I suggest you try some python course from Coursera or the brilliant Python Learning Path titled Linkedin Learning Python Essential Training. Click on the image below to start your 30 day trial.
First we define the
def histplot(df, listvar): fig, axes = plt.subplots(nrows=1, ncols=len(listvar), figsize=(20, 3)) counter=0 for ax in axes: df.hist(column=listvar[counter], bins=20, ax=axes[counter]) plt.ylabel('Price') plt.xlabel(listvar[counter]) counter = counter+1 plt.show()
Now we list the continuous variables and leave out the categorical variable. A continuous variable e.g. carat is one which has numerical values whereas a categorical variable is the one with alphanumeric values as categories e.g. clarity
linear_vars = df.select_dtypes(include=[np.number]).columns display(list(linear_vars))
[‘carat’, ‘depth’, ‘table’, ‘price’, ‘l’, ‘w’, ‘d’]
Now we plot the histogram
This revels the distribution of each property.
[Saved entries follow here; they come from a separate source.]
//! Price-gap backend library
//!
//! Exposes the pair finder, the HTTP API and its upstream clients for use
//! by the binaries and tests.

pub mod api;
pub mod config;
pub mod middleware;
pub mod movies;
pub mod price_gap;
pub mod w2;

pub use price_gap::{find_price_gap_pair, Gap, GapPair};
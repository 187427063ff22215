use anyhow::{anyhow, Context, Result};
use base64::{engine::general_purpose::STANDARD as BASE64, Engine};
use serde::{Deserialize, Serialize};
use std::time::Instant;
use tracing::debug;

use crate::config::W2Config;

/// Turns an image plus an instruction into the model's raw text answer.
#[async_trait::async_trait]
pub trait ImageExtractor: Send + Sync {
    async fn extract(&self, prompt: &str, image: &[u8], mime_type: &str) -> Result<String>;
}

#[derive(Clone)]
pub struct GeminiClient {
    http: reqwest::Client,
    api_key: String,
    model: String,
    base_url: String,
}

impl GeminiClient {
    pub fn new(config: &W2Config) -> Result<Self> {
        let api_key = config
            .api_key
            .clone()
            .context("GEMINI_API_KEY missing (set env var or enable TEST_MODE)")?;
        if api_key.trim().is_empty() {
            return Err(anyhow!("GEMINI_API_KEY empty"));
        }

        let http = reqwest::Client::builder()
            .timeout(config.timeout)
            .build()
            .context("Failed to build Gemini HTTP client")?;

        Ok(Self {
            http,
            api_key,
            model: config.model.clone(),
            base_url: config.base_url.trim_end_matches('/').to_string(),
        })
    }

    pub fn model(&self) -> &str {
        &self.model
    }
}

#[async_trait::async_trait]
impl ImageExtractor for GeminiClient {
    async fn extract(&self, prompt: &str, image: &[u8], mime_type: &str) -> Result<String> {
        let start = Instant::now();

        let req = GenerateContentRequest {
            contents: vec![Content {
                parts: vec![
                    Part::Text {
                        text: prompt.to_string(),
                    },
                    Part::InlineData {
                        inline_data: InlineData {
                            mime_type: mime_type.to_string(),
                            data: BASE64.encode(image),
                        },
                    },
                ],
            }],
        };

        let url = format!("{}/models/{}:generateContent", self.base_url, self.model);
        let resp = self
            .http
            .post(url)
            .query(&[("key", self.api_key.as_str())])
            .json(&req)
            .send()
            .await
            .context("gemini request")?;
        let status = resp.status();
        let body = resp.text().await.unwrap_or_default();

        if !status.is_success() {
            let snippet: String = body.chars().take(800).collect();
            return Err(anyhow!("gemini {}: {}", status.as_u16(), snippet));
        }

        let parsed: GenerateContentResponse =
            serde_json::from_str(&body).context("gemini json parse")?;
        let text: String = parsed
            .candidates
            .first()
            .and_then(|c| c.content.as_ref())
            .map(|c| c.parts.iter().filter_map(|p| p.text.as_deref()).collect())
            .unwrap_or_default();

        debug!(
            model = %self.model,
            latency_ms = start.elapsed().as_millis() as u64,
            total_tokens = ?parsed.usage_metadata.and_then(|u| u.total_token_count),
            "gemini extraction complete"
        );

        if text.trim().is_empty() {
            return Err(anyhow!("gemini returned no text"));
        }
        Ok(text)
    }
}

#[derive(Debug, Serialize)]
struct GenerateContentRequest {
    contents: Vec<Content>,
}

#[derive(Debug, Serialize)]
struct Content {
    parts: Vec<Part>,
}

#[derive(Debug, Serialize)]
#[serde(untagged)]
enum Part {
    Text { text: String },
    InlineData { inline_data: InlineData },
}

#[derive(Debug, Serialize)]
struct InlineData {
    mime_type: String,
    data: String,
}

#[derive(Debug, Deserialize)]
#[serde(rename_all = "camelCase")]
struct GenerateContentResponse {
    #[serde(default)]
    candidates: Vec<Candidate>,
    #[serde(default)]
    usage_metadata: Option<UsageMetadata>,
}

#[derive(Debug, Deserialize)]
struct Candidate {
    #[serde(default)]
    content: Option<CandidateContent>,
}

#[derive(Debug, Deserialize)]
struct CandidateContent {
    #[serde(default)]
    parts: Vec<CandidatePart>,
}

#[derive(Debug, Deserialize)]
struct CandidatePart {
    #[serde(default)]
    text: Option<String>,
}

#[derive(Debug, Deserialize)]
#[serde(rename_all = "camelCase")]
struct UsageMetadata {
    #[serde(default)]
    total_token_count: Option<u64>,
}
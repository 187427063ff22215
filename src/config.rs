//! Application configuration
//!
//! Read once at startup from the process environment (and `.env`), then
//! passed into each component as plain structs.

use anyhow::{Context, Result};
use std::net::SocketAddr;
use std::time::Duration;

const DEFAULT_TMDB_BASE_URL: &str = "https://api.themoviedb.org/3";
const DEFAULT_GEMINI_BASE_URL: &str = "https://generativelanguage.googleapis.com/v1beta";
const DEFAULT_GEMINI_MODEL: &str = "gemini-2.0-flash";

/// Settings for the movie-search pass-through.
#[derive(Debug, Clone)]
pub struct MovieClientConfig {
    pub api_key: Option<String>,
    pub base_url: String,
    pub timeout: Duration,
}

impl MovieClientConfig {
    pub fn new(api_key: Option<String>, base_url: impl Into<String>) -> Self {
        Self {
            api_key,
            base_url: base_url.into(),
            timeout: Duration::from_secs(10),
        }
    }
}

/// Settings for the W-2 analyzer.
#[derive(Debug, Clone)]
pub struct W2Config {
    /// Return canned data instead of calling the model.
    pub test_mode: bool,
    pub api_key: Option<String>,
    pub model: String,
    pub base_url: String,
    pub timeout: Duration,
}

impl W2Config {
    pub fn test_mode() -> Self {
        Self {
            test_mode: true,
            api_key: None,
            model: DEFAULT_GEMINI_MODEL.to_string(),
            base_url: DEFAULT_GEMINI_BASE_URL.to_string(),
            timeout: Duration::from_secs(60),
        }
    }
}

/// Application configuration
#[derive(Debug, Clone)]
pub struct Config {
    pub bind_addr: String,
    pub port: u16,
    pub movies: MovieClientConfig,
    pub w2: W2Config,
}

impl Config {
    pub fn from_env() -> Result<Self> {
        dotenv::dotenv().ok();
        Self::from_lookup(|key| std::env::var(key).ok())
    }

    /// Build from an arbitrary key lookup. `from_env` is the only caller
    /// outside of tests.
    pub fn from_lookup<F>(lookup: F) -> Result<Self>
    where
        F: Fn(&str) -> Option<String>,
    {
        let non_empty = |key: &str| lookup(key).filter(|v| !v.trim().is_empty());

        let bind_addr = non_empty("BIND_ADDR").unwrap_or_else(|| "0.0.0.0".to_string());

        let port = match non_empty("PORT") {
            Some(v) => v.trim().parse::<u16>().context("Invalid PORT")?,
            None => 8000,
        };

        let http_timeout = match non_empty("HTTP_TIMEOUT_SECS") {
            Some(v) => v
                .trim()
                .parse::<u64>()
                .context("Invalid HTTP_TIMEOUT_SECS")?,
            None => 10,
        };

        let movies = MovieClientConfig {
            api_key: non_empty("TMDB_API_KEY"),
            base_url: non_empty("TMDB_BASE_URL")
                .unwrap_or_else(|| DEFAULT_TMDB_BASE_URL.to_string()),
            timeout: Duration::from_secs(http_timeout),
        };

        let test_mode = lookup("TEST_MODE")
            .map(|v| v.trim().eq_ignore_ascii_case("true"))
            .unwrap_or(true);

        let w2 = W2Config {
            test_mode,
            api_key: non_empty("GEMINI_API_KEY"),
            model: non_empty("GEMINI_MODEL").unwrap_or_else(|| DEFAULT_GEMINI_MODEL.to_string()),
            base_url: non_empty("GEMINI_BASE_URL")
                .unwrap_or_else(|| DEFAULT_GEMINI_BASE_URL.to_string()),
            timeout: Duration::from_secs(60),
        };

        Ok(Self {
            bind_addr,
            port,
            movies,
            w2,
        })
    }

    pub fn socket_addr(&self) -> Result<SocketAddr> {
        format!("{}:{}", self.bind_addr, self.port)
            .parse()
            .with_context(|| format!("Invalid bind address {}:{}", self.bind_addr, self.port))
    }
}
//! W-2 tax form extraction
//!
//! Sends a form image to a vision model, masks identification numbers in
//! the answer, and derives withholding insights. Extraction failures are
//! reported inside the result rather than raised.

pub mod fields;
pub mod gemini;
pub mod insights;

use anyhow::{Context, Result};
use serde::Serialize;
use std::path::Path;
use std::sync::Arc;
use tracing::{info, warn};

use crate::config::W2Config;
pub use fields::{mask_ssn, ExtractedFields, W2Fields};
pub use gemini::{GeminiClient, ImageExtractor};
pub use insights::generate_insights;

pub const EXTRACTION_PROMPT: &str = r#"
Analyze this W-2 tax form image and extract the data. Return your response as valid JSON only, with no additional text or explanation.

{
    "employee": {
        "name": "",
        "address": {"street": "", "city": "", "state": "", "zip": ""},
        "ssn_last4": ""
    },
    "employer": {
        "name": "",
        "address": {"street": "", "city": "", "state": "", "zip": ""},
        "ein": ""
    },
    "federal_boxes": {
        "box1_wages": 0,
        "box2_federal_tax": 0,
        "box3_ss_wages": 0,
        "box4_ss_tax": 0,
        "box5_medicare_wages": 0,
        "box6_medicare_tax": 0
    },
    "state_local": {
        "state_code": "",
        "state_wages": 0,
        "state_tax": 0
    }
}

Extract the exact values from the W-2 form. For SSN, only include last 4 digits. Convert amounts to numbers.
"#;

#[derive(Debug, Clone, PartialEq, Serialize)]
pub struct Quality {
    pub confidence: String,
    pub warnings: Vec<String>,
}

#[derive(Debug, Clone, PartialEq, Serialize)]
pub struct W2Report {
    pub fields: ExtractedFields,
    pub insights: Vec<String>,
    pub quality: Quality,
}

/// Mime type from the file extension; JPEG when unknown.
pub fn mime_for_path(path: &Path) -> &'static str {
    match path
        .extension()
        .and_then(|e| e.to_str())
        .map(|e| e.to_ascii_lowercase())
        .as_deref()
    {
        Some("png") => "image/png",
        Some("pdf") => "application/pdf",
        Some("webp") => "image/webp",
        _ => "image/jpeg",
    }
}

#[derive(Clone)]
pub struct W2Analyzer {
    extractor: Option<Arc<dyn ImageExtractor>>,
}

impl W2Analyzer {
    /// Test mode needs no credentials; live mode requires a Gemini key.
    pub fn new(config: &W2Config) -> Result<Self> {
        if config.test_mode {
            info!("W-2 analyzer in test mode (mock data)");
            return Ok(Self { extractor: None });
        }
        let client = GeminiClient::new(config)?;
        info!(model = client.model(), "W-2 analyzer using Gemini");
        Ok(Self::with_extractor(Arc::new(client)))
    }

    pub fn with_extractor(extractor: Arc<dyn ImageExtractor>) -> Self {
        Self {
            extractor: Some(extractor),
        }
    }

    pub fn is_test_mode(&self) -> bool {
        self.extractor.is_none()
    }

    pub async fn process_file(&self, path: &Path) -> Result<W2Report> {
        if self.is_test_mode() {
            return Ok(mock_report());
        }
        let image = tokio::fs::read(path)
            .await
            .with_context(|| format!("Failed to read W-2 file {}", path.display()))?;
        Ok(self.process_bytes(&image, mime_for_path(path)).await)
    }

    pub async fn process_bytes(&self, image: &[u8], mime_type: &str) -> W2Report {
        let Some(extractor) = &self.extractor else {
            return mock_report();
        };

        let fields = match extractor.extract(EXTRACTION_PROMPT, image, mime_type).await {
            Ok(raw) => match fields::parse_model_output(&raw) {
                Ok(f) => ExtractedFields::Fields(f),
                Err(e) => {
                    warn!(error = %format!("{e:#}"), "W-2 model output unusable");
                    ExtractedFields::failed(format!("{e:#}"))
                }
            },
            Err(e) => {
                warn!(error = %format!("{e:#}"), "W-2 extraction call failed");
                ExtractedFields::failed(format!("{e:#}"))
            }
        };

        let insights = fields.fields().map(generate_insights).unwrap_or_default();

        W2Report {
            fields,
            insights,
            quality: Quality {
                confidence: "medium".to_string(),
                warnings: Vec::new(),
            },
        }
    }
}

pub fn mock_fields() -> W2Fields {
    use fields::{Address, Employee, Employer, FederalBoxes, StateLocal};

    W2Fields {
        employee: Employee {
            name: "SAMPLE EMPLOYEE".to_string(),
            address: Address {
                street: "123 TEST ST".to_string(),
                city: "TESTVILLE".to_string(),
                state: "TX".to_string(),
                zip: "12345".to_string(),
                ..Default::default()
            },
            ssn_last4: "9999".to_string(),
            ..Default::default()
        },
        employer: Employer {
            name: "TEST COMPANY LLC".to_string(),
            address: Address {
                street: "456 CORP BLVD".to_string(),
                city: "BUSINESS CITY".to_string(),
                state: "TX".to_string(),
                zip: "54321".to_string(),
                ..Default::default()
            },
            ein: "XX-XXXXXXX99".to_string(),
            ..Default::default()
        },
        federal_boxes: FederalBoxes {
            box1_wages: 65_000.00,
            box2_federal_tax: 9_750.00,
            box3_ss_wages: 65_000.00,
            box4_ss_tax: 4_030.00,
            box5_medicare_wages: 65_000.00,
            box6_medicare_tax: 942.50,
            ..Default::default()
        },
        state_local: StateLocal {
            state_code: "TX".to_string(),
            state_wages: 65_000.00,
            state_tax: 0.00,
            ..Default::default()
        },
        ..Default::default()
    }
}

pub fn mock_report() -> W2Report {
    let fields = mock_fields();
    W2Report {
        insights: generate_insights(&fields),
        fields: ExtractedFields::Fields(fields),
        quality: Quality {
            confidence: "test".to_string(),
            warnings: vec!["Mock data used".to_string()],
        },
    }
}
As expected, we see that the data is not normally distributed. After all, how can you expect a 1 carat diamond to be priced just at twice the price of a half-carat given all properties remain the same, while a 1 carat diamond looks much bigger to the eye when in a ring or earrings for that matter than a half carat one.
Convert the features to log scale
One of the key steps in Machine learning process is to convert features having bimodal distribution to ones with BINOMIAL distribution.
1. Check for any ZERO value
Amongst features namely table, depth, l, w, d, check if any continuous variable has zero value. This results in a division by zero error when converted to log. Add a tiny number 0.01 to any zero value.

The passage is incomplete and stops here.